=== Begin Enclosure ===
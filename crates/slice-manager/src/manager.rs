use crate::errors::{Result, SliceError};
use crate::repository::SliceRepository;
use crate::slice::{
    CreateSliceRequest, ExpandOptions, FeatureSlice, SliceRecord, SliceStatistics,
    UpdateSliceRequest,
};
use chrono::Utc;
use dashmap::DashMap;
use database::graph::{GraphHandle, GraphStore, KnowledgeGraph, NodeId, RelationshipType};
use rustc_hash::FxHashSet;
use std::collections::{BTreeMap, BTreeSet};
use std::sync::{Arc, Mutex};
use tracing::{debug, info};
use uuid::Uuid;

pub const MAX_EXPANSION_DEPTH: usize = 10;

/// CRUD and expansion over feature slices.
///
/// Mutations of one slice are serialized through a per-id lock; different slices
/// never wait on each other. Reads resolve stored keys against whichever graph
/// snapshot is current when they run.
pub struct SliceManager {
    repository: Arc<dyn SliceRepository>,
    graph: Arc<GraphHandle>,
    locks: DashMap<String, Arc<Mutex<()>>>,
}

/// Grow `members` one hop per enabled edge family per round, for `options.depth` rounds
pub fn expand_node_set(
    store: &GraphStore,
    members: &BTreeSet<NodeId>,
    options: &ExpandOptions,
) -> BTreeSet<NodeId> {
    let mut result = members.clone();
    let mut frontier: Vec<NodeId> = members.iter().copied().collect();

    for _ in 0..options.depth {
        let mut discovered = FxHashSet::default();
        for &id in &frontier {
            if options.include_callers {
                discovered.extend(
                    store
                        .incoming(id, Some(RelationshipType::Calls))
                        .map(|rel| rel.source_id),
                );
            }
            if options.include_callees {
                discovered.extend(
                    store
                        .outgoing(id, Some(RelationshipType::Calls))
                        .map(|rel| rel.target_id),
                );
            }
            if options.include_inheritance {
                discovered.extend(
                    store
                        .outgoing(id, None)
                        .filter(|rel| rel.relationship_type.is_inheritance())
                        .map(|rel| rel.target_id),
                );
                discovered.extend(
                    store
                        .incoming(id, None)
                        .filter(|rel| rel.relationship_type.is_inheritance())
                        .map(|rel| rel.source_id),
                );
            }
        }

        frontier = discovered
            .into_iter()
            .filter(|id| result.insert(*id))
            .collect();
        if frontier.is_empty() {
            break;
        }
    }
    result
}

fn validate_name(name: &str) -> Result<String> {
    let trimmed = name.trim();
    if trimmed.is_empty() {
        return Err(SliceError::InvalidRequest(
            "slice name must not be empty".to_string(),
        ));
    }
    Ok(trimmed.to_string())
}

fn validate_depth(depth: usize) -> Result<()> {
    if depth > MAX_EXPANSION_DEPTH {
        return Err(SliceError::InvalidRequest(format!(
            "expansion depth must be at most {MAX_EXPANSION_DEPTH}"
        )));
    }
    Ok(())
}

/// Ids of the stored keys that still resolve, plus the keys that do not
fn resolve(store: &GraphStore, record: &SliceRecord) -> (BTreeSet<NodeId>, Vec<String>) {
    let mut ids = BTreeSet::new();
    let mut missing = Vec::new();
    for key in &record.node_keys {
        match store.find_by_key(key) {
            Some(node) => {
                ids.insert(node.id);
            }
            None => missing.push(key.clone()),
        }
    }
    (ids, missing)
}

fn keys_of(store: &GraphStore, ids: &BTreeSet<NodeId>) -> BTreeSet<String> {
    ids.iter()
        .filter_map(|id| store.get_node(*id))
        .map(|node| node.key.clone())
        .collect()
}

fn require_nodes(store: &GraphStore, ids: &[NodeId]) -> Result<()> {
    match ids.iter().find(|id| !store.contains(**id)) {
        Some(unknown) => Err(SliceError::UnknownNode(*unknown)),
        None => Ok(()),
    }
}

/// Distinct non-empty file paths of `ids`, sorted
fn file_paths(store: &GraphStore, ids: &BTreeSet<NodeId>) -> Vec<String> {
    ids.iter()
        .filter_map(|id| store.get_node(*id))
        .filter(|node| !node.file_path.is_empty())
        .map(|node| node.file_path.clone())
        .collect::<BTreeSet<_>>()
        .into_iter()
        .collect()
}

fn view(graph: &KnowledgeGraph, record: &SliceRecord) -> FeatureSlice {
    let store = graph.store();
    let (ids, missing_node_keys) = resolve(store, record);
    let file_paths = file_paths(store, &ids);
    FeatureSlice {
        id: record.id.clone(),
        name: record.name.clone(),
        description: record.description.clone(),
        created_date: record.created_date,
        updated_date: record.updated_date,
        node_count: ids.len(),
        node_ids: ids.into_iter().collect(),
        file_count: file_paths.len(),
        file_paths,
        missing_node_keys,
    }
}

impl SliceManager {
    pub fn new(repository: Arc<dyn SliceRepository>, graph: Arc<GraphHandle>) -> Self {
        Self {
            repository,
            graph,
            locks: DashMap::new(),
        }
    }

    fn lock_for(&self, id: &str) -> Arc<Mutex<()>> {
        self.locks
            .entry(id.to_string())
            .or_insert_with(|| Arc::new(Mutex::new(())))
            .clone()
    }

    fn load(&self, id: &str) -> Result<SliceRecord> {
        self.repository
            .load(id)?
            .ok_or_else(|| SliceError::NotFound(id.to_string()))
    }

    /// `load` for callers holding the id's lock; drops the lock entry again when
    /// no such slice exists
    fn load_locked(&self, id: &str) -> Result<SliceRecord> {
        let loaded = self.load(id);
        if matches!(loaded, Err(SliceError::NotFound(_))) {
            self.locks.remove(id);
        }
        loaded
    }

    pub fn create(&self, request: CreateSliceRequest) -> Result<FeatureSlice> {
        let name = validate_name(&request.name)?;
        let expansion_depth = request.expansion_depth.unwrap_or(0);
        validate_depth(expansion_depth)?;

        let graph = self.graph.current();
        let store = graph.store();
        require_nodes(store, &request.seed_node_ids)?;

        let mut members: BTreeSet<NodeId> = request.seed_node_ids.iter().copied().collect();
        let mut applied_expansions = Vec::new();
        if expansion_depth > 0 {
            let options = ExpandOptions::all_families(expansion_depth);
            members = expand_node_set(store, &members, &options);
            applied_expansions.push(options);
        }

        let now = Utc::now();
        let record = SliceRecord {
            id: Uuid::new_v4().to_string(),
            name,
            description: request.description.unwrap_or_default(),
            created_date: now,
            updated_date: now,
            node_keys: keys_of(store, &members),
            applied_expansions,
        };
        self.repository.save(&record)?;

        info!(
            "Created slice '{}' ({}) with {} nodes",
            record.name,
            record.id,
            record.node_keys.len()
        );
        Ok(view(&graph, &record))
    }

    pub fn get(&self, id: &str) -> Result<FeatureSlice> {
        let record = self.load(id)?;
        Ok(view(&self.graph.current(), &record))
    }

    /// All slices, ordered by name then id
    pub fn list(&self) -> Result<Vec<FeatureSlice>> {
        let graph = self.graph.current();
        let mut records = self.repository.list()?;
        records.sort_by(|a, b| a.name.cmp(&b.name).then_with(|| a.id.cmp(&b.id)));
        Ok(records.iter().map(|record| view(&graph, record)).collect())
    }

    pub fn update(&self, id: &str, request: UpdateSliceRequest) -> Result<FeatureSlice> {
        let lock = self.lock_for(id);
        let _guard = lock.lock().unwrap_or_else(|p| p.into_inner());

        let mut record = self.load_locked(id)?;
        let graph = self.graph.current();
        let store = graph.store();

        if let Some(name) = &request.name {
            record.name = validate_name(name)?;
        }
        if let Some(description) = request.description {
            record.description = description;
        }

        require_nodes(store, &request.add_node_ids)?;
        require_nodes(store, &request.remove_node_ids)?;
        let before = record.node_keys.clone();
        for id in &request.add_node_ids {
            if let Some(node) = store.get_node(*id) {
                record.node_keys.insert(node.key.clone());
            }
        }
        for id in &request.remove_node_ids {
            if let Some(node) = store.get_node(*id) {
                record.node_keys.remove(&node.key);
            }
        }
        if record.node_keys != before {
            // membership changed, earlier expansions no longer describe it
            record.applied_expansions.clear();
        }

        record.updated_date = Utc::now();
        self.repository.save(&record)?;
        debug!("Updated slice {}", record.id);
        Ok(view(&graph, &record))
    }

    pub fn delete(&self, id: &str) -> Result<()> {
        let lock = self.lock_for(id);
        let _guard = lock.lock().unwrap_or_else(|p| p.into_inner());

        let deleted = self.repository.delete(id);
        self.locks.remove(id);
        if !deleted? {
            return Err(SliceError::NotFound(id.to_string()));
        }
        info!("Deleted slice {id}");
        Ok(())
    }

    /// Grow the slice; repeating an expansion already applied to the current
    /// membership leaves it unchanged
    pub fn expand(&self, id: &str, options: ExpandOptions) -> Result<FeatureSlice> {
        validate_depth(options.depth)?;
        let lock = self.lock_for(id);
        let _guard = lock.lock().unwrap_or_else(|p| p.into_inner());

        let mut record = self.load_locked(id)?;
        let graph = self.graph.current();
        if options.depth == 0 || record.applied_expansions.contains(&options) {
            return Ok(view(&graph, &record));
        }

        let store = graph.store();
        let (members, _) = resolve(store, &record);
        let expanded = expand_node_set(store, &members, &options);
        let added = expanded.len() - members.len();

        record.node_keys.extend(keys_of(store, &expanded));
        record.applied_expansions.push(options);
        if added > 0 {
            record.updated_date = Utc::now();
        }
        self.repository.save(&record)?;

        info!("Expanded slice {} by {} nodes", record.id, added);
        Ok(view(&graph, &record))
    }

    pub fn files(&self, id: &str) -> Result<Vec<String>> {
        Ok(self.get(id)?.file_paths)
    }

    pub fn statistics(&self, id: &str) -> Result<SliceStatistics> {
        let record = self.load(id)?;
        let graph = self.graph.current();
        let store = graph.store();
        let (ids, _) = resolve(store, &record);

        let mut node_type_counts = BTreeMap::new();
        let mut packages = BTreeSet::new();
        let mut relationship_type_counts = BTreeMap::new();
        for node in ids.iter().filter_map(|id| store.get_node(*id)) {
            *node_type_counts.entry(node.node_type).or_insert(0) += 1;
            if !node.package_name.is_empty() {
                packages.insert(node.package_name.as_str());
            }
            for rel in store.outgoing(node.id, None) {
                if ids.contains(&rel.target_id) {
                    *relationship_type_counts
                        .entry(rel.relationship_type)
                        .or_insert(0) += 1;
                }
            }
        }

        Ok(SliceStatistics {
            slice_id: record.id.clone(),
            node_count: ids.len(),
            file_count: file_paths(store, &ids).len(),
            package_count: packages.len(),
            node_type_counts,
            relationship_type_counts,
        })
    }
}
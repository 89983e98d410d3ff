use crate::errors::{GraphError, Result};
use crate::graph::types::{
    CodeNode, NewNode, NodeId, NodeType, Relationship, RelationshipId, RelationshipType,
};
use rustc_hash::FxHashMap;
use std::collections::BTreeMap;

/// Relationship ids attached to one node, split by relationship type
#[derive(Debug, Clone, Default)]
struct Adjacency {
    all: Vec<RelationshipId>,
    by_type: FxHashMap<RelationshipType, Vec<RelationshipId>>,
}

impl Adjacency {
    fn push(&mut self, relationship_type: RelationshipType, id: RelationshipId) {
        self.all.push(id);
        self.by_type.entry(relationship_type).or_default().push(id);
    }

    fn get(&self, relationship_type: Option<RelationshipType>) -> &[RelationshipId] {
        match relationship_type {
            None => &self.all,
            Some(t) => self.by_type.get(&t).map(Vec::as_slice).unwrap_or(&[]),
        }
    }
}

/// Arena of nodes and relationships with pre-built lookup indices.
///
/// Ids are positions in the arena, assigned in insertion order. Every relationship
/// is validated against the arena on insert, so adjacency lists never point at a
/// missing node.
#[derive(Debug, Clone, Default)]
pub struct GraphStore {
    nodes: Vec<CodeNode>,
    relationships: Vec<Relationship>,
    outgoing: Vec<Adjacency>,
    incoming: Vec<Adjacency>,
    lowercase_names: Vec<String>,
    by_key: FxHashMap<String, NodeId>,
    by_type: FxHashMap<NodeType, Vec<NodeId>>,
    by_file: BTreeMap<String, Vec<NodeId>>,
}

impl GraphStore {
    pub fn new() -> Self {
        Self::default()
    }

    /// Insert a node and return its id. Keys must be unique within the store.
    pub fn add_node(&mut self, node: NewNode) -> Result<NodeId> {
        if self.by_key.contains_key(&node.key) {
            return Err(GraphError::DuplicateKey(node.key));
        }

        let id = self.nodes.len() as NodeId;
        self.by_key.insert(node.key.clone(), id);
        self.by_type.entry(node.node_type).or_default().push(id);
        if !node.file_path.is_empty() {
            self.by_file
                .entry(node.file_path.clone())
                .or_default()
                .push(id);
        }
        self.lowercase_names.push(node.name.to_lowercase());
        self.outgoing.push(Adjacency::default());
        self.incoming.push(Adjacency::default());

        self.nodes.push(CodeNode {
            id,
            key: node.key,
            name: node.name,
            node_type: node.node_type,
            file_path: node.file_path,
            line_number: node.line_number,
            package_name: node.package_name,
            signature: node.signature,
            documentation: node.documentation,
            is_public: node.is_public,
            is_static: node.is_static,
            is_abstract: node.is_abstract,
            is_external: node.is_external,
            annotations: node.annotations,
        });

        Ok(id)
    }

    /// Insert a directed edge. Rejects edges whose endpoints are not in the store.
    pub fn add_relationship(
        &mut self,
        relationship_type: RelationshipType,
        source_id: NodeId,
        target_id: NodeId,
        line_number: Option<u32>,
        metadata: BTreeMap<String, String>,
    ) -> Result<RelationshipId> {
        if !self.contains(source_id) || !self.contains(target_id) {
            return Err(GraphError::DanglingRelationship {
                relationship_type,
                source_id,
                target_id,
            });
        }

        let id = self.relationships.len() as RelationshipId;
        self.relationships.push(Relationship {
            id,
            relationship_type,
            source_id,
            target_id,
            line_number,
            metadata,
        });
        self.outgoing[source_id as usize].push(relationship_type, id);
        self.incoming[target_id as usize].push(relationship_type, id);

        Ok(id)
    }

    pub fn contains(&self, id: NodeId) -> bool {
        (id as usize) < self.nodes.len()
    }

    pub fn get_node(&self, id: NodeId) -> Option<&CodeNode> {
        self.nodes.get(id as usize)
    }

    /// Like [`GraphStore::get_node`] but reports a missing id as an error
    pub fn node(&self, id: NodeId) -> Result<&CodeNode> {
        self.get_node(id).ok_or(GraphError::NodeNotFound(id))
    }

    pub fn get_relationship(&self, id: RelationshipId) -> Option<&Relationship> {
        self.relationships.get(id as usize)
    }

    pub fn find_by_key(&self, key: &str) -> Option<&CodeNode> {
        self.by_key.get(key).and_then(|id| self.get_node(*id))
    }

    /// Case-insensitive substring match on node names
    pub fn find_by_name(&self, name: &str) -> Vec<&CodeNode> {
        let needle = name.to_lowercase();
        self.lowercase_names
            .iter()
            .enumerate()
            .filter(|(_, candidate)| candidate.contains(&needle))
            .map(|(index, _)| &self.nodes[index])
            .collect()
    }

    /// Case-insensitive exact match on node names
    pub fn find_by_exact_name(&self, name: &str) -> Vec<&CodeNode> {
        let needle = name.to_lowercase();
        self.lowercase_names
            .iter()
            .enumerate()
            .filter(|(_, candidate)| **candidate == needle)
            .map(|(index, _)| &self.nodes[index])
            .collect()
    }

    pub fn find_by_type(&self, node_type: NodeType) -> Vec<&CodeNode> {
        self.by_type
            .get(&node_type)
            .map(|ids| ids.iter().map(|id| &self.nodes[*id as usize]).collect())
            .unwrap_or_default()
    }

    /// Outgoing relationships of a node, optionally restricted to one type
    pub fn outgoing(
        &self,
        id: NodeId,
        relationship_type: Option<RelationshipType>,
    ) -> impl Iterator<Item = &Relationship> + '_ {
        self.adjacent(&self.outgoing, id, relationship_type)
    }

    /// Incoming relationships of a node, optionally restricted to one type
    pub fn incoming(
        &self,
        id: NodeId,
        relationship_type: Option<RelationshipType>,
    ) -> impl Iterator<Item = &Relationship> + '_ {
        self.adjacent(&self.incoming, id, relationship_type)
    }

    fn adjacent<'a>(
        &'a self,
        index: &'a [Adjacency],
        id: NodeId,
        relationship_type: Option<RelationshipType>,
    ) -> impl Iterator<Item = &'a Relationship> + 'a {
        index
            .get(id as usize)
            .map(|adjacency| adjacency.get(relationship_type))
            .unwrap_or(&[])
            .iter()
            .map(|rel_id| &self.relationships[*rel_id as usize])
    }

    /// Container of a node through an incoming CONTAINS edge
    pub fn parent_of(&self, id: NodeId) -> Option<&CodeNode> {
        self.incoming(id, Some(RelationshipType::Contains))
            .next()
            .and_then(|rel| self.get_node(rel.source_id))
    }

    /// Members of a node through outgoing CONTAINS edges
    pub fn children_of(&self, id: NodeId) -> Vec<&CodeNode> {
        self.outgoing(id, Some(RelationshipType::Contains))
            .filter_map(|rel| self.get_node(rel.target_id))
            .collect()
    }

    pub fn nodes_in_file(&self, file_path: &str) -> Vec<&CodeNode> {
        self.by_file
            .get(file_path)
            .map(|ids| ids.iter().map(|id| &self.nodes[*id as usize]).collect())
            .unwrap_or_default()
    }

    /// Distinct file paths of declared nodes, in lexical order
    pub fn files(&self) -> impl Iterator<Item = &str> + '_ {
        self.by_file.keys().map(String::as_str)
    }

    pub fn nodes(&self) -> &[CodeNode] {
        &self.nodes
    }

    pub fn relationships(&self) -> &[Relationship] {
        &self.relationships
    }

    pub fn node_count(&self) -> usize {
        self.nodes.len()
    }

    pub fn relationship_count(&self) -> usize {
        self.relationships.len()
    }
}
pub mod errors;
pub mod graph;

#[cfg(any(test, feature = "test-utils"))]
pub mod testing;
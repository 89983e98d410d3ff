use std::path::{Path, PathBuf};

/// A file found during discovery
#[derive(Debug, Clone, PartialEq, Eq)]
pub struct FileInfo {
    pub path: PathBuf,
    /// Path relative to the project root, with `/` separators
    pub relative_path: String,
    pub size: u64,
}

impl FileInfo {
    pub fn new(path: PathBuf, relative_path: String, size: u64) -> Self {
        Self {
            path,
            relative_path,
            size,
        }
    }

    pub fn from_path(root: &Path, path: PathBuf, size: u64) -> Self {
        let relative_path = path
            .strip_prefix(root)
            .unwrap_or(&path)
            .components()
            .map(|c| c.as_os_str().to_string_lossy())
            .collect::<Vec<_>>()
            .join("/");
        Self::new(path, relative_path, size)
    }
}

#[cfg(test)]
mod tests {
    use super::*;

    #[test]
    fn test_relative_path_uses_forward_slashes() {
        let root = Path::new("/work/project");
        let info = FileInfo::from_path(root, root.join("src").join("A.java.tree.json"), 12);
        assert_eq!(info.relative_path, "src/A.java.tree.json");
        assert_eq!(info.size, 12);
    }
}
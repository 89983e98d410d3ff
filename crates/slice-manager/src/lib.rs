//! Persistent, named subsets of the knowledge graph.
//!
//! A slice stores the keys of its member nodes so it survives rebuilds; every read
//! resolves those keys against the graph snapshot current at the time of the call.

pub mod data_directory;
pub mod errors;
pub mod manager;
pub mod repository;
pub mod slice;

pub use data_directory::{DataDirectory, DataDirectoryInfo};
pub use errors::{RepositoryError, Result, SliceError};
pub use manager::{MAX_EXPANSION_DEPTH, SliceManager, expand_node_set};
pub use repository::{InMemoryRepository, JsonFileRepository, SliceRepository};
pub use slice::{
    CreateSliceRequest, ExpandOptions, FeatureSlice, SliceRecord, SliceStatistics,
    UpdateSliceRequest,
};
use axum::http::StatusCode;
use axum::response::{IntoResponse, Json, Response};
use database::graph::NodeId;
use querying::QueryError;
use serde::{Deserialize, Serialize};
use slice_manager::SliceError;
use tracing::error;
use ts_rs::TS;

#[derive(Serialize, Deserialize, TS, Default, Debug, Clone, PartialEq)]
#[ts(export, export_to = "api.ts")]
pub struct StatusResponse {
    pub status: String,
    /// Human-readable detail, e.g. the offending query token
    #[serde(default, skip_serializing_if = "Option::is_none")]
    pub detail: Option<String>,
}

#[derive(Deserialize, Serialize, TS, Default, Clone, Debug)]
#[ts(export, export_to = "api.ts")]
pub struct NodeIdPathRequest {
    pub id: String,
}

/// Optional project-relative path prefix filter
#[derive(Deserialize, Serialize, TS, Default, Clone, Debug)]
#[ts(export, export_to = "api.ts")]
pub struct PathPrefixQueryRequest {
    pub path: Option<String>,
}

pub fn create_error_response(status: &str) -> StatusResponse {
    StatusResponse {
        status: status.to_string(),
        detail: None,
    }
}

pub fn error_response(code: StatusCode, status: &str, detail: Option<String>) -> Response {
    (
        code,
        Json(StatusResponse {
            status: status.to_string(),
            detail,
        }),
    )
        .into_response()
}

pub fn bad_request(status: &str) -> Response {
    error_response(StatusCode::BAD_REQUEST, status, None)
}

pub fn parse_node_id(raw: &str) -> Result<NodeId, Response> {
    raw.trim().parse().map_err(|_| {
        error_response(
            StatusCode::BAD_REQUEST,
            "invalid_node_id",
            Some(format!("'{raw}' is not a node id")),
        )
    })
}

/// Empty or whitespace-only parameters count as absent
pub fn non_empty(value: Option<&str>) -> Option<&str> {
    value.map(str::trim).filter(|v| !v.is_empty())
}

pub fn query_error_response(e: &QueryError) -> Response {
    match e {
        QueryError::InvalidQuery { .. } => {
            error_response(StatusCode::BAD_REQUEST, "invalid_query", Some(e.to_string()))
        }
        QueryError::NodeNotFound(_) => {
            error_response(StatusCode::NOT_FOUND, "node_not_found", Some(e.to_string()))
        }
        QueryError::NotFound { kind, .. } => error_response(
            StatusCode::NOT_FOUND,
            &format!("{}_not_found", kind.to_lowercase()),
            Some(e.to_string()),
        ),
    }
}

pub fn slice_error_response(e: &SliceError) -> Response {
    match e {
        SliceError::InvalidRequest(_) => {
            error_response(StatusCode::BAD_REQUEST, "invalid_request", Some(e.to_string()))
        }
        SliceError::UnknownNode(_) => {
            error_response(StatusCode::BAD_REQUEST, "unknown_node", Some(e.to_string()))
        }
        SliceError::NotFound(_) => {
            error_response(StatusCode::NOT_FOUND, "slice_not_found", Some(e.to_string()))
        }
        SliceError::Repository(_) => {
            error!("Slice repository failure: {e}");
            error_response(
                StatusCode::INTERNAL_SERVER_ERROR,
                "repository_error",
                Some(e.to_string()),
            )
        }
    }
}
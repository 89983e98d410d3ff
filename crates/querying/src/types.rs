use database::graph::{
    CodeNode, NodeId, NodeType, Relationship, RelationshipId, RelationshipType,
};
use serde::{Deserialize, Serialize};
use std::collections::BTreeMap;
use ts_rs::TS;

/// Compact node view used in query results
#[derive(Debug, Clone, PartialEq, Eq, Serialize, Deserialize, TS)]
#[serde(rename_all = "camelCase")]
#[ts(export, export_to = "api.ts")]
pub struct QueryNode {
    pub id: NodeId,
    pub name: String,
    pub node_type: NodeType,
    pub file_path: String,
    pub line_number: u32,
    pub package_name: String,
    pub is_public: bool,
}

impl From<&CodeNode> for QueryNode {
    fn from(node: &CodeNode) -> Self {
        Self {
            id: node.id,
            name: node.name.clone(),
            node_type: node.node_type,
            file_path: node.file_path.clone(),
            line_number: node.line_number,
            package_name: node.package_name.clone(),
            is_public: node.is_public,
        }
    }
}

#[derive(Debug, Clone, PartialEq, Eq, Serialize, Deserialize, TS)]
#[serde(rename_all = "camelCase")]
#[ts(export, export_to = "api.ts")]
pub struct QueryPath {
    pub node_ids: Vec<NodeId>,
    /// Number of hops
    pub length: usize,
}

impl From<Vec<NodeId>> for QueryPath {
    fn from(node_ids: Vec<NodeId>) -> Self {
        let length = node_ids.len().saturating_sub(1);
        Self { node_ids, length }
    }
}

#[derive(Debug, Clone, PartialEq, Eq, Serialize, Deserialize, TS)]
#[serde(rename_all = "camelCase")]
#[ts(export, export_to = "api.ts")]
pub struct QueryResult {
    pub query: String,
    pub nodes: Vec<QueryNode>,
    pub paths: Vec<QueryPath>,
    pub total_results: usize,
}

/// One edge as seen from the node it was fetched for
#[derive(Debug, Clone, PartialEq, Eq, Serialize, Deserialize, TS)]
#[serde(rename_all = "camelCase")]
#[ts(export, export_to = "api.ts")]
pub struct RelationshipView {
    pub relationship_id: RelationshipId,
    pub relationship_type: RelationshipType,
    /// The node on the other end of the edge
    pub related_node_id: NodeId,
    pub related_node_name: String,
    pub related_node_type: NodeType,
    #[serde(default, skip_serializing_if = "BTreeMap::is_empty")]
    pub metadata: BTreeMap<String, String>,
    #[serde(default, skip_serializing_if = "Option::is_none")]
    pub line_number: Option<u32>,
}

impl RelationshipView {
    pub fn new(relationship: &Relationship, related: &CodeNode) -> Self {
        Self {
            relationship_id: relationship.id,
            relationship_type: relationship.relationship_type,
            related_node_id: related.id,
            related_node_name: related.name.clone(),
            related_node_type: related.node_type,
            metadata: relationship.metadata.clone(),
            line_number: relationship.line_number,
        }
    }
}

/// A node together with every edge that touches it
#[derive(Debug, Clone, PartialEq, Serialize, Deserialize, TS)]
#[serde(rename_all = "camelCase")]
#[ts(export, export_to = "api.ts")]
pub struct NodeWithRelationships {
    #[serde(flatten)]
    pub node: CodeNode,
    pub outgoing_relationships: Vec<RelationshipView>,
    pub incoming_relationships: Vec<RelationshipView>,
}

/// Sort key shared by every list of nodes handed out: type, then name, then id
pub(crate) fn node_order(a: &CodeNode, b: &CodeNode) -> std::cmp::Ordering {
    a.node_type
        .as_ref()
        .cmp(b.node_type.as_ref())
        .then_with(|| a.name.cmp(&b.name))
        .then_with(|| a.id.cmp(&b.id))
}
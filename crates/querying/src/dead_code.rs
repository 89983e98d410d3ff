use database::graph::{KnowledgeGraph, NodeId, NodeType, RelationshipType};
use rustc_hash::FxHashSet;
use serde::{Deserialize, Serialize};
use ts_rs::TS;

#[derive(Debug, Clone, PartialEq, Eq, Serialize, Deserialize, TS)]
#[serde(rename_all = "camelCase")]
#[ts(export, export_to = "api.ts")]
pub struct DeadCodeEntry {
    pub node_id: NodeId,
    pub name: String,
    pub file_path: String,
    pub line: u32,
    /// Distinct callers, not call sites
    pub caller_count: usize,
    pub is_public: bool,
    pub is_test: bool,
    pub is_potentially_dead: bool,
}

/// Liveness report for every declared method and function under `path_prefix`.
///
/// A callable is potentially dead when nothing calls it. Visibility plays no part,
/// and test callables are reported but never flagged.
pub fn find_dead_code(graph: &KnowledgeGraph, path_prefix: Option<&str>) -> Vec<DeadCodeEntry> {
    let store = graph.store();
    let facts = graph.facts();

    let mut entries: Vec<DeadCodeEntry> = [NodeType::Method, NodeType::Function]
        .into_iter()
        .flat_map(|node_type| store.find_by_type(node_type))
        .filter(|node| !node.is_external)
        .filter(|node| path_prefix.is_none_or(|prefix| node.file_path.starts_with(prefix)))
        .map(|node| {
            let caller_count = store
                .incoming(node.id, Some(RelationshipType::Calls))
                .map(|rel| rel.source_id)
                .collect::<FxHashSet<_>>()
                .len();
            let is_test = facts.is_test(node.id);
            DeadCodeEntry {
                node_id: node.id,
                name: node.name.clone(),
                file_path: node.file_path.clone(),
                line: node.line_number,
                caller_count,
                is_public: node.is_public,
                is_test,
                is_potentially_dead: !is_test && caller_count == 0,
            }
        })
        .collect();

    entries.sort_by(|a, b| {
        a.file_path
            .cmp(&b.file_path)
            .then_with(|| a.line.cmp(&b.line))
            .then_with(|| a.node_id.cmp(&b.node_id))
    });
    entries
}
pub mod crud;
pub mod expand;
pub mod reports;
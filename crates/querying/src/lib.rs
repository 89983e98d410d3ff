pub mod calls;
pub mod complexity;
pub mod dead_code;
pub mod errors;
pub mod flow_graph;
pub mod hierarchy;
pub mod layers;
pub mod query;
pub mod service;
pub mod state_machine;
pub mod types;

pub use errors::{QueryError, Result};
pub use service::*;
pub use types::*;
=== End Enclosure ===
TASK ITEM: Repeat the records above line by line, from the first line through the line that contains "use uuid::Uuid;".

SOLVED PROBLEM:
filename crates/slice-manager/src/manager.rs
use crate::errors::{Result, SliceError};
use crate::repository::SliceRepository;
use crate::slice::{
    CreateSliceRequest, ExpandOptions, FeatureSlice, SliceRecord, SliceStatistics,
    UpdateSliceRequest,
};
use chrono::Utc;
use dashmap::DashMap;
use database::graph::{GraphHandle, GraphStore, KnowledgeGraph, NodeId, RelationshipType};
use rustc_hash::FxHashSet;
use std::collections::{BTreeMap, BTreeSet};
use std::sync::{Arc, Mutex};
use tracing::{debug, info};
use uuid::Uuid;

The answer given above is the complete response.